Assigned task: Go line by line through the records below. Copy whichever lines contain the string "unwrap".

Recorded data:
=-=-=-=-=
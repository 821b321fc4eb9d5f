//! # Utility Functions
//!
//! Small helpers shared by the command line and the configuration layer.
//!
//! ## Numeric literals
//!
//! [`parse_int_auto`] accepts integers in any of the usual textual bases:
//!
//! ```rust
//! use dvbdd::utils::parse_int_auto;
//!
//! assert_eq!(parse_int_auto("256").unwrap(), 256);
//! assert_eq!(parse_int_auto("0x100").unwrap(), 256);
//! assert_eq!(parse_int_auto("0400").unwrap(), 256);
//! assert_eq!(parse_int_auto("0b1_0000_0000").unwrap(), 256);
//! ```

/// Base-detecting integer parser
pub mod num;

pub use num::parse_int_auto;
=-=-=-=-=
Result for this exercise:
//! assert_eq!(parse_int_auto("256").unwrap(), 256);
//! assert_eq!(parse_int_auto("0x100").unwrap(), 256);
//! assert_eq!(parse_int_auto("0400").unwrap(), 256);
//! assert_eq!(parse_int_auto("0b1_0000_0000").unwrap(), 256);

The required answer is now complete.